Successful contempt of court proceedings brought in respect of false allegations of sexual harassment and assault

The High Court has found a former employee in contempt of court for knowingly making false statements of truth, giving false evidence, and fabricating documents in support of his ET claims for discrimination and harassment. Mr Ajao commenced employment with Commerzbank on 1 May 2019. On 21 November 2019 his employment was terminated due to his conduct and behaviour. Mr Ajao brought claims of race and sex discrimination, victimisation, wrongful dismissal, bullying and harassment and breach of contract.
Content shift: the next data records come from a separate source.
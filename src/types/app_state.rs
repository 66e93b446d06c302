use crate::services::{
    completion_client::completion_service::CompletionService,
    maps_client::maps_service::MapsService, weather_client::weather_service::WeatherService,
};

#[derive(Clone)]
pub struct AppState {
    pub weather_service: WeatherService,
    pub completion_service: CompletionService,
    pub maps_service: MapsService,
}
use serde::{Deserialize, Serialize};

#[derive(Serialize, Deserialize, Clone)]
pub struct ChatMessage {
    pub role: String,
    pub content: String,
}

#[derive(Serialize, Deserialize)]
pub struct ChatCompletionRequest {
    pub model: String,
    pub messages: Vec<ChatMessage>,
    pub max_tokens: u32,
    pub n: u32,
    pub temperature: f32,
}

#[derive(Serialize, Deserialize)]
pub struct ChatCompletionResponseMessage {
    pub content: Option<String>,
}

#[derive(Serialize, Deserialize)]
pub struct ChatCompletionResponseChoice {
    pub message: ChatCompletionResponseMessage,
}

#[derive(Serialize, Deserialize)]
pub struct ChatCompletionResponse {
    pub choices: Vec<ChatCompletionResponseChoice>,
}
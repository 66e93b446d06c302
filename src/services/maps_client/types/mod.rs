pub mod maps_service_error;
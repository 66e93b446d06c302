use super::types::{
    chat_completion::{ChatCompletionRequest, ChatCompletionResponse, ChatMessage},
    completion_service_error::CompletionServiceError,
};

const SYSTEM_PROMPT: &str = "You are a helpful assistant.";
const MAX_TOKENS: u32 = 150;
const TEMPERATURE: f32 = 0.7;

#[derive(Clone)]
pub struct CompletionServiceConfig {
    pub api_key: String,
    pub host: String,
    pub model: String,
}

#[derive(Clone)]
pub struct CompletionService {
    config: CompletionServiceConfig,
    client: reqwest::Client,
}

impl CompletionService {
    pub fn new(config: CompletionServiceConfig, client: reqwest::Client) -> Self {
        Self { config, client }
    }

    /// Sends `prompt` as a single user turn and returns the trimmed text of the
    /// first choice.
    pub async fn complete(&self, prompt: &str) -> Result<String, CompletionServiceError> {
        let request = ChatCompletionRequest {
            model: self.config.model.clone(),
            messages: vec![
                ChatMessage {
                    role: "system".to_string(),
                    content: SYSTEM_PROMPT.to_string(),
                },
                ChatMessage {
                    role: "user".to_string(),
                    content: prompt.to_string(),
                },
            ],
            max_tokens: MAX_TOKENS,
            n: 1,
            temperature: TEMPERATURE,
        };

        let resp = self
            .client
            .post(format!("{}/v1/chat/completions", self.config.host))
            .bearer_auth(&self.config.api_key)
            .json(&request)
            .send()
            .await
            .and_then(|r| r.error_for_status())
            .map_err(|e| {
                CompletionServiceError::Upstream(format!("Failed to send request: {}", e))
            })?;

        let body = resp.json::<ChatCompletionResponse>().await.map_err(|e| {
            CompletionServiceError::Upstream(format!("Failed to get response body: {}", e))
        })?;

        body.choices
            .into_iter()
            .next()
            .and_then(|c| c.message.content)
            .map(|content| content.trim().to_string())
            .ok_or(CompletionServiceError::EmptyCompletion)
    }
}
use chrono::{DateTime, Utc};
use urlencoding::encode;

use super::{
    current_hour::{current_hour_iso, resolve_current_hour_index},
    types::{
        open_meteo_forecast_response::OpenMeteoForecastResponse,
        weather_service_error::WeatherServiceError,
    },
    weather_code::describe_weather_code,
};

#[derive(Clone)]
pub struct WeatherServiceConfig {
    pub host: String,
}

#[derive(Clone)]
pub struct WeatherService {
    config: WeatherServiceConfig,
    client: reqwest::Client,
}

pub struct CurrentWeather {
    /// Hour the lookup targeted, `now` truncated to the hour.
    pub current_hour: String,
    /// Timestamp of the forecast entry that was used.
    pub time: String,
    pub temperature: Option<f64>,
    pub condition: String,
}

impl WeatherService {
    pub fn new(config: WeatherServiceConfig, client: reqwest::Client) -> Self {
        Self { config, client }
    }

    /// Fetches the hourly forecast for the coordinates and extracts the entry
    /// for the hour containing `now` (or the closest earlier one).
    pub async fn fetch_current_weather(
        &self,
        lat: &str,
        lon: &str,
        now: DateTime<Utc>,
    ) -> Result<CurrentWeather, WeatherServiceError> {
        let url = format!(
            "{}/v1/forecast?latitude={}&longitude={}&hourly=temperature_2m,weather_code&timezone=auto",
            self.config.host,
            encode(lat),
            encode(lon),
        );

        let resp = self
            .client
            .get(&url)
            .send()
            .await
            .and_then(|r| r.error_for_status())
            .map_err(|e| WeatherServiceError::Upstream(format!("Failed to send request: {}", e)))?;

        let body = resp
            .json::<OpenMeteoForecastResponse>()
            .await
            .map_err(|e| {
                WeatherServiceError::Upstream(format!("Failed to get response body: {}", e))
            })?;

        let current_hour = current_hour_iso(now);
        let hourly = body.hourly;

        let index = resolve_current_hour_index(&hourly.time, &current_hour)
            .ok_or_else(|| WeatherServiceError::NoMatchingHour(current_hour.clone()))?;

        let (temperature, code) = match (
            hourly.temperature_2m.get(index),
            hourly.weather_code.get(index),
        ) {
            (Some(temperature), Some(code)) => (*temperature, *code),
            _ => {
                return Err(WeatherServiceError::Upstream(format!(
                    "Forecast series misaligned at index {}",
                    index
                )))
            }
        };

        Ok(CurrentWeather {
            current_hour,
            time: hourly.time[index].clone(),
            temperature,
            condition: code
                .map(describe_weather_code)
                .unwrap_or("Unknown")
                .to_string(),
        })
    }
}
pub mod chat_completion;
pub mod completion_service_error;
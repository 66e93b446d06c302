pub mod completion_service;
pub mod types;
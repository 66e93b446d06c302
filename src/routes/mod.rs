use axum::{routing::get, Router};

use crate::types::app_state::AppState;

mod get_places;
mod get_suggestions;
mod get_weather;

pub fn apply_routes(app: Router<AppState>) -> Router<AppState> {
    app.route("/weather", get(get_weather::get_weather))
        .route("/suggestions", get(get_suggestions::get_suggestions))
        .route("/api/places", get(get_places::get_places))
}
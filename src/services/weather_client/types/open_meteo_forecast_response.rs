use serde::{Deserialize, Serialize};

#[derive(Serialize, Deserialize)]
pub struct OpenMeteoForecastResponseHourly {
    pub time: Vec<String>,
    pub temperature_2m: Vec<Option<f64>>,
    pub weather_code: Vec<Option<i64>>,
}

#[derive(Serialize, Deserialize)]
pub struct OpenMeteoForecastResponse {
    pub hourly: OpenMeteoForecastResponseHourly,
}
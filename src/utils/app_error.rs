use axum::{
    body::Body,
    http::{Response, StatusCode},
    response::IntoResponse,
    Json,
};
use serde::{Deserialize, Serialize};

#[derive(Debug)]
pub struct AppError {
    pub code: StatusCode,
    pub message: String,
}

impl AppError {
    pub fn new(code: StatusCode, message: &str) -> Self {
        AppError {
            code,
            message: message.to_string(),
        }
    }

    pub fn invalid_request(message: &str) -> Self {
        Self::new(StatusCode::BAD_REQUEST, message)
    }

    pub fn not_found(message: &str) -> Self {
        Self::new(StatusCode::NOT_FOUND, message)
    }

    pub fn upstream(message: &str) -> Self {
        Self::new(StatusCode::INTERNAL_SERVER_ERROR, message)
    }
}

#[derive(Serialize, Deserialize)]
pub struct ErrorResponse {
    pub message: String,
}

impl IntoResponse for AppError {
    fn into_response(self) -> Response<Body> {
        (
            self.code,
            Json(ErrorResponse {
                message: self.message,
            }),
        )
            .into_response()
    }
}
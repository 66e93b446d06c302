#[derive(Debug)]
pub enum WeatherServiceError {
    Upstream(String),
    NoMatchingHour(String),
}

impl std::fmt::Display for WeatherServiceError {
    fn fmt(&self, f: &mut std::fmt::Formatter) -> std::fmt::Result {
        match self {
            WeatherServiceError::Upstream(e) => write!(f, "Upstream error: {}", e),
            WeatherServiceError::NoMatchingHour(hour) => {
                write!(f, "No forecast entry at or before {}", hour)
            }
        }
    }
}
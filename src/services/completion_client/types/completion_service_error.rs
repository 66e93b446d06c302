#[derive(Debug)]
pub enum CompletionServiceError {
    Upstream(String),
    EmptyCompletion,
}

impl std::fmt::Display for CompletionServiceError {
    fn fmt(&self, f: &mut std::fmt::Formatter) -> std::fmt::Result {
        match self {
            CompletionServiceError::Upstream(e) => write!(f, "Upstream error: {}", e),
            CompletionServiceError::EmptyCompletion => {
                write!(f, "Completion response contained no message content")
            }
        }
    }
}
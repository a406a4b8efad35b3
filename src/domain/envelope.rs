//! Uniform response envelope shared by every dispatch call.

use chrono::{DateTime, Utc};
use serde::{Deserialize, Serialize};

/// Outcome of a dispatched request.
#[derive(Debug, Clone, Copy, PartialEq, Eq, Serialize, Deserialize)]
#[serde(rename_all = "lowercase")]
pub enum Outcome {
    /// The request completed and `data` carries the payload.
    Success,
    /// The request failed; `message` describes why.
    Error,
}

/// The uniform result of every platform request.
///
/// Success envelopes are decoded from the wire as-is; error envelopes are
/// synthesized locally when the attempt loop gives up. Downstream callers
/// destructure this four-field shape directly, so the wire names (`data`,
/// `status`, `message`, `timestamp`) are stable.
///
/// Invariant: exactly one of {`data` present, `status == Error`} holds, and
/// `timestamp` is always set.
#[derive(Debug, Clone, Serialize, Deserialize)]
#[serde(bound(deserialize = "T: Deserialize<'de>"))]
pub struct Envelope<T> {
    /// Decoded payload, typed per call site; absent on failure.
    #[serde(default)]
    pub data: Option<T>,

    /// Whether the request succeeded.
    pub status: Outcome,

    /// Human-readable failure description; present only on error.
    #[serde(default, skip_serializing_if = "Option::is_none")]
    pub message: Option<String>,

    /// When this envelope was created (RFC 3339).
    pub timestamp: DateTime<Utc>,
}

impl<T> Envelope<T> {
    /// Wrap a payload in a success envelope stamped with the current time.
    pub fn success(data: T) -> Self {
        Self {
            data: Some(data),
            status: Outcome::Success,
            message: None,
            timestamp: Utc::now(),
        }
    }

    /// Build an error envelope carrying a failure description.
    pub fn error(message: impl Into<String>) -> Self {
        Self {
            data: None,
            status: Outcome::Error,
            message: Some(message.into()),
            timestamp: Utc::now(),
        }
    }

    /// True when the request succeeded.
    pub fn is_success(&self) -> bool {
        self.status == Outcome::Success
    }

    /// True when the request failed.
    pub fn is_error(&self) -> bool {
        self.status == Outcome::Error
    }

    /// Consume the envelope, yielding the payload if there is one.
    pub fn into_data(self) -> Option<T> {
        self.data
    }
}

#[cfg(test)]
mod tests {
    use super::*;
    use serde_json::json;

    #[test]
    fn test_success_envelope_invariant() {
        let envelope = Envelope::success(42);
        assert!(envelope.is_success());
        assert_eq!(envelope.data, Some(42));
        assert!(envelope.message.is_none());
    }

    #[test]
    fn test_error_envelope_invariant() {
        let envelope: Envelope<()> = Envelope::error("connection refused");
        assert!(envelope.is_error());
        assert!(envelope.data.is_none());
        assert_eq!(envelope.message.as_deref(), Some("connection refused"));
    }

    #[test]
    fn test_wire_field_names() {
        let envelope = Envelope::success(json!({"id": "p1"}));
        let wire = serde_json::to_value(&envelope).unwrap();
        assert_eq!(wire["status"], "success");
        assert_eq!(wire["data"]["id"], "p1");
        assert!(wire.get("message").is_none());
        assert!(wire.get("timestamp").is_some());
    }

    #[test]
    fn test_deserialize_success_from_wire() {
        let wire = r#"{
            "data": {"projects": []},
            "status": "success",
            "timestamp": "2025-06-01T12:00:00.000Z"
        }"#;
        let envelope: Envelope<serde_json::Value> = serde_json::from_str(wire).unwrap();
        assert!(envelope.is_success());
        assert!(envelope.data.is_some());
        assert!(envelope.message.is_none());
    }

    #[test]
    fn test_deserialize_error_with_null_data() {
        let wire = r#"{
            "data": null,
            "status": "error",
            "message": "upstream unavailable",
            "timestamp": "2025-06-01T12:00:00.000Z"
        }"#;
        let envelope: Envelope<serde_json::Value> = serde_json::from_str(wire).unwrap();
        assert!(envelope.is_error());
        assert!(envelope.data.is_none());
        assert_eq!(envelope.message.as_deref(), Some("upstream unavailable"));
    }
}
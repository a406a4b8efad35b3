//! User profile and analytics wire models.

use serde::{Deserialize, Serialize};
use serde_json::Value;

/// Subscription plan tier.
#[derive(Debug, Clone, Copy, PartialEq, Eq, Serialize, Deserialize)]
#[serde(rename_all = "lowercase")]
pub enum PlanTier {
    /// Free tier.
    Free,
    /// Unlimited messaging tier.
    Unlimited,
    /// Professional tier.
    Pro,
    /// Enterprise agreement.
    Enterprise,
}

/// Usage counters against plan limits.
#[derive(Debug, Clone, Serialize, Deserialize)]
#[serde(rename_all = "camelCase")]
pub struct UsageCounters {
    /// Tokens consumed this cycle.
    pub tokens_used: u64,
    /// Token budget for the cycle.
    pub tokens_limit: u64,
    /// API calls this cycle.
    pub api_calls: u64,
    /// Storage consumed, in bytes.
    pub storage_used: u64,
}

/// A platform user account.
#[derive(Debug, Clone, Serialize, Deserialize)]
pub struct UserAccount {
    /// Account identifier.
    pub id: String,
    /// Display name.
    pub name: String,
    /// Account email.
    pub email: String,
    /// Avatar image URL.
    pub avatar: String,
    /// Subscription tier.
    pub plan: PlanTier,
    /// Arbitrary preference document.
    pub preferences: serde_json::Map<String, Value>,
    /// Usage counters.
    pub usage: UsageCounters,
}

/// Payload of the profile endpoint.
#[derive(Debug, Clone, Serialize, Deserialize)]
pub struct UserProfile {
    /// The account on whose behalf requests are made.
    pub user: UserAccount,
}

/// Reporting window for the analytics endpoint.
#[derive(Debug, Clone, Copy, Default, PartialEq, Eq, Serialize, Deserialize)]
pub enum Timeframe {
    /// Last 24 hours.
    #[serde(rename = "24h")]
    Day,
    /// Last 7 days.
    #[default]
    #[serde(rename = "7d")]
    Week,
    /// Last 30 days.
    #[serde(rename = "30d")]
    Month,
    /// Last 90 days.
    #[serde(rename = "90d")]
    Quarter,
}

impl Timeframe {
    /// Wire value used in the `timeframe` query parameter.
    pub const fn as_str(self) -> &'static str {
        match self {
            Self::Day => "24h",
            Self::Week => "7d",
            Self::Month => "30d",
            Self::Quarter => "90d",
        }
    }
}

/// One point on a metric trend line.
#[derive(Debug, Clone, Serialize, Deserialize)]
pub struct TrendPoint {
    /// ISO 8601 date of the sample.
    pub date: String,
    /// Sample value.
    pub value: f64,
    /// Metric the sample belongs to.
    pub metric: String,
}

/// Usage analytics over the requested window.
#[derive(Debug, Clone, Serialize, Deserialize)]
#[serde(rename_all = "camelCase")]
pub struct AnalyticsSummary {
    /// Chat sessions held.
    pub chat_sessions: u64,
    /// Tokens consumed.
    pub tokens_used: u64,
    /// Projects created.
    pub projects_created: u64,
    /// Tasks completed.
    pub tasks_completed: u64,
    /// Composite productivity score.
    pub productivity_score: f64,
    /// Per-metric trend lines.
    pub trends: Vec<TrendPoint>,
}

/// Payload of the analytics endpoint.
#[derive(Debug, Clone, Serialize, Deserialize)]
pub struct AnalyticsReport {
    /// The requested window's summary.
    pub analytics: AnalyticsSummary,
}
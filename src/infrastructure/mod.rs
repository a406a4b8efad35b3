//! Infrastructure layer module
//!
//! Concrete implementations behind the domain ports:
//! - HTTP dispatch core (reqwest transport, retry, cache, dispatcher)
//! - Configuration management (figment)
//! - Logging setup (tracing)

pub mod config;
pub mod http;
pub mod logging;
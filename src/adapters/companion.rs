//! AI companion endpoints.

use std::sync::Arc;

use serde_json::{json, Value};

use crate::domain::envelope::Envelope;
use crate::domain::models::companion::{CompanionStatus, InsightKind, InsightReport, TrainingData};
use crate::infrastructure::http::{Dispatcher, RequestOptions};

/// Client surface for the AI companion.
#[derive(Clone)]
pub struct CompanionApi {
    dispatcher: Arc<Dispatcher>,
}

impl CompanionApi {
    pub(crate) fn new(dispatcher: Arc<Dispatcher>) -> Self {
        Self { dispatcher }
    }

    /// Fetch the companion's profile, mood, and current suggestions (cached).
    pub async fn status(&self) -> Envelope<CompanionStatus> {
        self.dispatcher
            .dispatch("/companion/status", RequestOptions::get().cached())
            .await
    }

    /// Submit preferences and rated interactions for training.
    pub async fn train(&self, data: &TrainingData) -> Envelope<Value> {
        self.dispatcher
            .dispatch("/companion/train", RequestOptions::post(json!(data)))
            .await
    }

    /// Fetch derived insights for the given category (cached).
    pub async fn insights(&self, kind: InsightKind) -> Envelope<InsightReport> {
        let path = format!("/companion/insights?type={}", kind.as_str());

        self.dispatcher
            .dispatch(&path, RequestOptions::get().cached())
            .await
    }
}
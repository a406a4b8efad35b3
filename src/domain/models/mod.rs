//! Wire models for the platform API, grouped by façade.

pub mod chat;
pub mod companion;
pub mod config;
pub mod crm;
pub mod projects;
pub mod user;

pub use config::{ApiConfig, CacheConfig, Config, LoggingConfig, RetryConfig};
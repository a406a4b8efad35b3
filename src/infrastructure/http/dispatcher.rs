//! Request dispatch with bounded retries, per-attempt timeouts, and read
//! caching.
//!
//! The dispatcher executes one logical request per call: resolve the
//! locator, consult the cache (cacheable reads only), then run the attempt
//! loop — each try with its own timeout budget, exponential backoff between
//! tries, credential rejections terminal on first occurrence. Every outcome,
//! success or failure, is normalized into an [`Envelope`]; no error ever
//! crosses the caller boundary.

use std::sync::Arc;
use std::time::Duration;

use reqwest::Method;
use serde::de::DeserializeOwned;
use serde_json::Value;
use tokio::time::{sleep, timeout};
use tracing::{debug, warn};
use uuid::Uuid;

use crate::domain::envelope::Envelope;
use crate::domain::errors::{ApiError, ApiResult};
use crate::domain::ports::{Transport, TransportRequest};

use super::cache::{ResponseCache, DEFAULT_CACHE_TTL};
use super::retry::RetryPolicy;

/// Default per-attempt timeout (30 seconds).
pub const DEFAULT_TIMEOUT: Duration = Duration::from_secs(30);

/// Fallback message when the attempt loop ends without a recorded error.
const GENERIC_FAILURE: &str = "Network request failed";

/// Per-call options for [`Dispatcher::dispatch`].
///
/// Construct via the method shorthands and chain overrides:
///
/// ```ignore
/// RequestOptions::get().cached().with_timeout(Duration::from_secs(5))
/// ```
#[derive(Debug, Clone)]
pub struct RequestOptions {
    /// HTTP method.
    pub method: Method,
    /// JSON request body.
    pub body: Option<Value>,
    /// Extra headers appended after the dispatcher defaults.
    pub headers: Vec<(String, String)>,
    /// Per-attempt timeout override.
    pub timeout: Option<Duration>,
    /// Retry budget override (total tries = retries + 1).
    pub retries: Option<u32>,
    /// Consult and populate the response cache. Honored for GET only;
    /// mutating methods never touch the cache even with this set.
    pub cache: bool,
    /// Cache validity override.
    pub cache_ttl: Option<Duration>,
}

impl Default for RequestOptions {
    fn default() -> Self {
        Self::get()
    }
}

impl RequestOptions {
    /// A plain GET request.
    pub fn get() -> Self {
        Self {
            method: Method::GET,
            body: None,
            headers: Vec::new(),
            timeout: None,
            retries: None,
            cache: false,
            cache_ttl: None,
        }
    }

    /// A POST request carrying a JSON body.
    pub fn post(body: Value) -> Self {
        Self {
            method: Method::POST,
            body: Some(body),
            ..Self::get()
        }
    }

    /// A PATCH request carrying a JSON body.
    pub fn patch(body: Value) -> Self {
        Self {
            method: Method::PATCH,
            body: Some(body),
            ..Self::get()
        }
    }

    /// A DELETE request.
    pub fn delete() -> Self {
        Self {
            method: Method::DELETE,
            ..Self::get()
        }
    }

    /// Request cache participation (effective for GET only).
    pub fn cached(mut self) -> Self {
        self.cache = true;
        self
    }

    /// Override the per-attempt timeout.
    pub fn with_timeout(mut self, timeout: Duration) -> Self {
        self.timeout = Some(timeout);
        self
    }

    /// Override the retry budget.
    pub fn with_retries(mut self, retries: u32) -> Self {
        self.retries = Some(retries);
        self
    }

    /// Override the cache validity window.
    pub fn with_cache_ttl(mut self, ttl: Duration) -> Self {
        self.cache_ttl = Some(ttl);
        self
    }

    /// Append a header to this request.
    pub fn with_header(mut self, name: impl Into<String>, value: impl Into<String>) -> Self {
        self.headers.push((name.into(), value.into()));
        self
    }
}

/// Executes logical requests against the platform API.
///
/// Owns the locator resolution, the attempt loop, and the cache handshake.
/// The transport is injected behind the [`Transport`] port and the cache is
/// an explicitly constructed dependency, so tests assemble their own pair.
pub struct Dispatcher {
    transport: Arc<dyn Transport>,
    base_url: String,
    auth_token: Option<String>,
    default_timeout: Duration,
    retry_policy: RetryPolicy,
    cache: Arc<ResponseCache>,
    default_cache_ttl: Duration,
}

impl Dispatcher {
    /// Create a dispatcher with default timeout, retry, and TTL settings.
    pub fn new(
        transport: Arc<dyn Transport>,
        base_url: impl Into<String>,
        cache: Arc<ResponseCache>,
    ) -> Self {
        Self {
            transport,
            base_url: base_url.into(),
            auth_token: None,
            default_timeout: DEFAULT_TIMEOUT,
            retry_policy: RetryPolicy::default(),
            cache,
            default_cache_ttl: DEFAULT_CACHE_TTL,
        }
    }

    /// Replace the retry policy.
    pub fn with_retry_policy(mut self, policy: RetryPolicy) -> Self {
        self.retry_policy = policy;
        self
    }

    /// Replace the default per-attempt timeout.
    pub fn with_default_timeout(mut self, timeout: Duration) -> Self {
        self.default_timeout = timeout;
        self
    }

    /// Replace the default cache validity window.
    pub fn with_default_cache_ttl(mut self, ttl: Duration) -> Self {
        self.default_cache_ttl = ttl;
        self
    }

    /// Attach a bearer token sent with every request.
    pub fn with_auth_token(mut self, token: impl Into<String>) -> Self {
        self.auth_token = Some(token.into());
        self
    }

    /// The cache this dispatcher reads and writes.
    pub fn cache(&self) -> &ResponseCache {
        &self.cache
    }

    /// Execute one logical request and normalize the outcome.
    ///
    /// Always resolves to an envelope: unreachable hosts, malformed bodies
    /// and exhausted retries all surface as error envelopes, never as a
    /// returned `Err` or panic.
    pub async fn dispatch<T: DeserializeOwned>(
        &self,
        path: &str,
        options: RequestOptions,
    ) -> Envelope<T> {
        let url = self.resolve_url(path);
        let request_id = Uuid::new_v4();
        let cacheable = options.cache && options.method == Method::GET;

        if cacheable {
            if let Some(hit) = self.cache.get(&url) {
                if let Ok(envelope) = serde_json::from_value::<Envelope<T>>(hit) {
                    debug!(%request_id, %url, "response cache hit");
                    return envelope;
                }
                // Stored shape no longer matches this call site; refetch.
            }
        }

        let retries = options.retries.unwrap_or(self.retry_policy.max_retries);
        let attempt_timeout = options.timeout.unwrap_or(self.default_timeout);
        let mut last_error: Option<ApiError> = None;

        for attempt in 0..=retries {
            match self
                .attempt_once::<T>(&url, &options, attempt_timeout, cacheable)
                .await
            {
                Ok(envelope) => {
                    if attempt > 0 {
                        debug!(%request_id, attempt, "request succeeded after retries");
                    }
                    return envelope;
                }
                Err(err) => {
                    let terminal = err.is_permanent();
                    warn!(
                        %request_id,
                        %url,
                        attempt,
                        error = %err,
                        "request attempt failed"
                    );
                    last_error = Some(err);
                    if terminal {
                        break;
                    }
                }
            }

            if attempt < retries {
                let delay = self.retry_policy.backoff_delay(attempt);
                debug!(
                    %request_id,
                    attempt,
                    delay_ms = delay.as_millis() as u64,
                    "backing off before retry"
                );
                sleep(delay).await;
            }
        }

        let message =
            last_error.map_or_else(|| GENERIC_FAILURE.to_string(), |err| err.to_string());
        Envelope::error(message)
    }

    /// One try: send, enforce the attempt timeout, classify the status,
    /// decode, and populate the cache on cacheable success.
    async fn attempt_once<T: DeserializeOwned>(
        &self,
        url: &str,
        options: &RequestOptions,
        attempt_timeout: Duration,
        cacheable: bool,
    ) -> ApiResult<Envelope<T>> {
        let request = self.build_request(url, options);

        // Dropping the future on timeout aborts the in-flight exchange, so
        // an expired attempt never leaks a pending operation.
        let response = match timeout(attempt_timeout, self.transport.execute(request)).await {
            Ok(result) => result?,
            Err(_) => return Err(ApiError::Timeout),
        };

        if !response.status.is_success() {
            return Err(ApiError::from_status(response.status, response.body));
        }

        let raw: Value = serde_json::from_str(&response.body)?;
        let envelope: Envelope<T> = serde_json::from_value(raw.clone())?;

        if cacheable {
            let ttl = options.cache_ttl.unwrap_or(self.default_cache_ttl);
            self.cache.set(url, raw, ttl);
        }

        Ok(envelope)
    }

    /// Resolve the absolute resource locator for `path`.
    ///
    /// Locators that already carry a scheme pass through verbatim; bare
    /// paths are joined to the configured base.
    fn resolve_url(&self, path: &str) -> String {
        if path.starts_with("http://") || path.starts_with("https://") {
            path.to_string()
        } else {
            format!("{}{}", self.base_url, path)
        }
    }

    fn build_request(&self, url: &str, options: &RequestOptions) -> TransportRequest {
        let mut headers = vec![("Content-Type".to_string(), "application/json".to_string())];
        if let Some(token) = &self.auth_token {
            headers.push(("Authorization".to_string(), format!("Bearer {token}")));
        }
        headers.extend(options.headers.iter().cloned());

        TransportRequest {
            method: options.method.clone(),
            url: url.to_string(),
            headers,
            body: options.body.clone(),
        }
    }
}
He also brought claims of sexual harassment and assault alleging that a colleague had made inappropriate comments about his clothing and attempted to grab his crotch. His claims were dismissed by the ET in a judgment dated 14 February 2022. The High Court concluded that 12 of the 13 grounds of contempt were proven beyond reasonable doubt and that Mr Ajao has been deliberately dishonest with the aim of bolstering his ET claims – he had gone as far as to fabricate entries in his work diary to strengthen his case. The allegations were a deliberate attempt to deceive the ET and damage the reputation of others. This case serves as a cautionary tale for Claimants of the wider potential consequences of false allegations in proceedings. (Commerzbank AG v Damilare Ajao)

Harassment

Update on Equality and Human Rights Commission (EHRC) enforcement

The EHRC has taken further action in relation to sexual harassment in the workplace at two major employers. On 7 November 2025, the EHRC announced it had extended its legal agreement with McDonald’s, requiring the company to implement a strengthened action plan following serious allegations of sexual harassment. Under the updated plan, McDonald’s must conduct regular inspections, enhance risk assessments, survey staff quarterly, ensure complaints against managers are investigated outside its restaurants, and engage external experts to design a safeguarding plan for all sites. In contrast, the EHRC has ended its two-year monitoring of IKEA after the company demonstrated significant improvements to its sexual harassment policies. The EHRC welcomed IKEA’s meaningful steps to prevent and address sexual harassment, noting that the company had strengthened its response following earlier concerns about the handling of workplace sexual assault and harassment allegations. The Commission emphasised the importance of ongoing vigilance to maintain harassment-free workplaces.

Data protection

ICO launches consultation on investigation and enforcement action

The ICO has launched a consultation on new draft guidance outlining its approach to investigations and enforcement action under the UK GDPR and Data Protection Act 2018. The proposed guidance, published on 31 October 2025, aims to provide greater transparency and detail on how the ICO decides whether to open an investigation, the processes followed during investigations, and the use of its information-gathering and enforcement powers—including new powers under the Data (Use and Access) Act 2025. Once finalised, this guidance will sit alongside the ICO’s Data Protection Fining Guidance and replace the current Regulatory Action Policy. The consultation is open until 23 January 2026.

This document (and any information accessed through links in this document) is provided for information purposes only and does not constitute legal advice. Professional legal advice should be obtained before taking or refraining from any action as a result of the contents of this document.